__YOUR TASK__: Among the entries below, find all lines that include "structured" and copy them.

__TASK INPUT__:
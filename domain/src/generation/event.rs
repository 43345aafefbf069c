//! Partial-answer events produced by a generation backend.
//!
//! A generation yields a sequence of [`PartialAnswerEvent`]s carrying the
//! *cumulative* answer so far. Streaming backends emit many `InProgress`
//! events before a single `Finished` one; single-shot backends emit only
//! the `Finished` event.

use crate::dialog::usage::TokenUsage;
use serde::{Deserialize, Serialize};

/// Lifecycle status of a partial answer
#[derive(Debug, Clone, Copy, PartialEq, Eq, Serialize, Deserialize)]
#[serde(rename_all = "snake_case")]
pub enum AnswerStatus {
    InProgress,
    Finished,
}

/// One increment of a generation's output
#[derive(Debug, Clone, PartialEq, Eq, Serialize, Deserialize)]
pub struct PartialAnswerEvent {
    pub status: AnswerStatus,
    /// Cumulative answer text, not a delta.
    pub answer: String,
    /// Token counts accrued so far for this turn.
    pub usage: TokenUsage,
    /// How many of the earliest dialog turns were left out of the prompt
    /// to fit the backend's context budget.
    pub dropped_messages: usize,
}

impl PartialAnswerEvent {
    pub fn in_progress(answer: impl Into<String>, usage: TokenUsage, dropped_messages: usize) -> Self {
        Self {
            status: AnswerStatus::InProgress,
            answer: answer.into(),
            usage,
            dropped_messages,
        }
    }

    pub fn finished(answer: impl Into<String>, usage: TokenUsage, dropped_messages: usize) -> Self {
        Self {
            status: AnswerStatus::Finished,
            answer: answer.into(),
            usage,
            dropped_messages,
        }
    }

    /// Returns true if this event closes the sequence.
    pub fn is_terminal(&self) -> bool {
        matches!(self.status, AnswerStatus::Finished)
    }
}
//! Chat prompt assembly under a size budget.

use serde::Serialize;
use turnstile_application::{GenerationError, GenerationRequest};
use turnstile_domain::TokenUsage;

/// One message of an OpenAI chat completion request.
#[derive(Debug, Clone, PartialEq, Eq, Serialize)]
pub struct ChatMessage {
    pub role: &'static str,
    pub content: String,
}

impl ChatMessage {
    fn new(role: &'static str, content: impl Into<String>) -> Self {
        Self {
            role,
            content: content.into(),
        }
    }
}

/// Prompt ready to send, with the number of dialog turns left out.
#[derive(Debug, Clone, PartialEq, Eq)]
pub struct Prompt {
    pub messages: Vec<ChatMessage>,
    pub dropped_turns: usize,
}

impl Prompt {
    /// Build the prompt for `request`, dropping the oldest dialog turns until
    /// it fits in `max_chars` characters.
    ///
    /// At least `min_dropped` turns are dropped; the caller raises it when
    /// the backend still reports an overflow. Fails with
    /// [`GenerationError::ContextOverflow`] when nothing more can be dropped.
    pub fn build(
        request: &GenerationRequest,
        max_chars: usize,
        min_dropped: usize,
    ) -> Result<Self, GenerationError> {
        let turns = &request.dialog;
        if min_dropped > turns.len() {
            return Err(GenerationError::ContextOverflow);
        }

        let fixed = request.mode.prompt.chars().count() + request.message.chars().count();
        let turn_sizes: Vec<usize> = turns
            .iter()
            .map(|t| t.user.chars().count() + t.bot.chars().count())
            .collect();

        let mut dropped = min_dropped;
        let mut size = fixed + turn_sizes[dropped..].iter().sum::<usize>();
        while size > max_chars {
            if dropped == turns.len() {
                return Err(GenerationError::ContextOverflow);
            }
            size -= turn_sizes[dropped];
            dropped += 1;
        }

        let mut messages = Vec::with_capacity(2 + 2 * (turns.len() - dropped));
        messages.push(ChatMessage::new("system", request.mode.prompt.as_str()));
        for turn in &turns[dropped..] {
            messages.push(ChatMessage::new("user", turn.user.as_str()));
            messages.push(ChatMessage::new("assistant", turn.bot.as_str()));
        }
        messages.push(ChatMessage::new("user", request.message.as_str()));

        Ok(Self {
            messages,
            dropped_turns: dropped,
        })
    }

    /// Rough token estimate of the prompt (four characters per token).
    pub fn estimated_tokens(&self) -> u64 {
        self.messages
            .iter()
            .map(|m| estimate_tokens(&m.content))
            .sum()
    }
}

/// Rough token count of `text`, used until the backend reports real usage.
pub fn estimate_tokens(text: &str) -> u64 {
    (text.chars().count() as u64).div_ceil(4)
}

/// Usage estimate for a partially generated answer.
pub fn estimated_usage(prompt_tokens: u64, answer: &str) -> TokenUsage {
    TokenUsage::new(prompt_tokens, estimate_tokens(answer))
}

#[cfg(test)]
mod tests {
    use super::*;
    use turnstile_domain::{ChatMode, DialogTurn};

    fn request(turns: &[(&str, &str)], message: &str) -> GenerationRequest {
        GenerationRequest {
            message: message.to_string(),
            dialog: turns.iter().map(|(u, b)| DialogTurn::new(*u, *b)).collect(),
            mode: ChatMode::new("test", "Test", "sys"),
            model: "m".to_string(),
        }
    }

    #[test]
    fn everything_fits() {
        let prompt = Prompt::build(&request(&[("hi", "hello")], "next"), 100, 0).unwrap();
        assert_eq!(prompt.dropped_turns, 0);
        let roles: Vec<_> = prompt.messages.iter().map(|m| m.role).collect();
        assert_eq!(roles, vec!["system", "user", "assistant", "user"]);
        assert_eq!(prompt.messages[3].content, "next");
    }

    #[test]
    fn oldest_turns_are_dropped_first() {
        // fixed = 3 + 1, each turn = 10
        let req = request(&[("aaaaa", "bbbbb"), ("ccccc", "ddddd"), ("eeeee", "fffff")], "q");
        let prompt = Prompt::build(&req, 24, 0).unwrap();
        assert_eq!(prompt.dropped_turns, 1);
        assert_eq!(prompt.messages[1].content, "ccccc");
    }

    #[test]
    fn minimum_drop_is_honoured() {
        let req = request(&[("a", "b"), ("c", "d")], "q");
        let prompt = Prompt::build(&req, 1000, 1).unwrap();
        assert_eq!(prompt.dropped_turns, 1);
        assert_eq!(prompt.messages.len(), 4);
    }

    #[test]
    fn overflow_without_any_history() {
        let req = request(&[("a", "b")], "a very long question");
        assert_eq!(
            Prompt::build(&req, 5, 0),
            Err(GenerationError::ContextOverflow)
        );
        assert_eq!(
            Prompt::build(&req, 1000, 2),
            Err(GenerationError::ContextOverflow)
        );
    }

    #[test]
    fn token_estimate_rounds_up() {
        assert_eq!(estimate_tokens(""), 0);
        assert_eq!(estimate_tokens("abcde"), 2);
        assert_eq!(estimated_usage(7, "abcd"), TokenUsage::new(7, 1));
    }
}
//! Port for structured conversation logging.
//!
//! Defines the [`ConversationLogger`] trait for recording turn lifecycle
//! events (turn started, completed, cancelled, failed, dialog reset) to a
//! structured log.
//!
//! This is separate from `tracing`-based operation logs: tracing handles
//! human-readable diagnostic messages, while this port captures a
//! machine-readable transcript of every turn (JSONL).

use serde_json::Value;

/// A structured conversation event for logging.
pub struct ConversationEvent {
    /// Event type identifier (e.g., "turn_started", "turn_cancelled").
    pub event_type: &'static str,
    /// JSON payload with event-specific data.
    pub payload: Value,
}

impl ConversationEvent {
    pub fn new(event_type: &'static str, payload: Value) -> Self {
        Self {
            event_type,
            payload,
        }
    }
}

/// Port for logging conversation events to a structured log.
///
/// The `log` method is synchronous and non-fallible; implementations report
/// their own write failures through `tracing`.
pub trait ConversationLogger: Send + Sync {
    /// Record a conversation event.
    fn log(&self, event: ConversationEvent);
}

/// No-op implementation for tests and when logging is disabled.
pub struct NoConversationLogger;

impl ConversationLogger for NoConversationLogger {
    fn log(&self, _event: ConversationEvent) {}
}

__ANSWER FOR THE TASK__:
//! Port for structured conversation logging.
//! structured log.
/// A structured conversation event for logging.
/// Port for logging conversation events to a structured log.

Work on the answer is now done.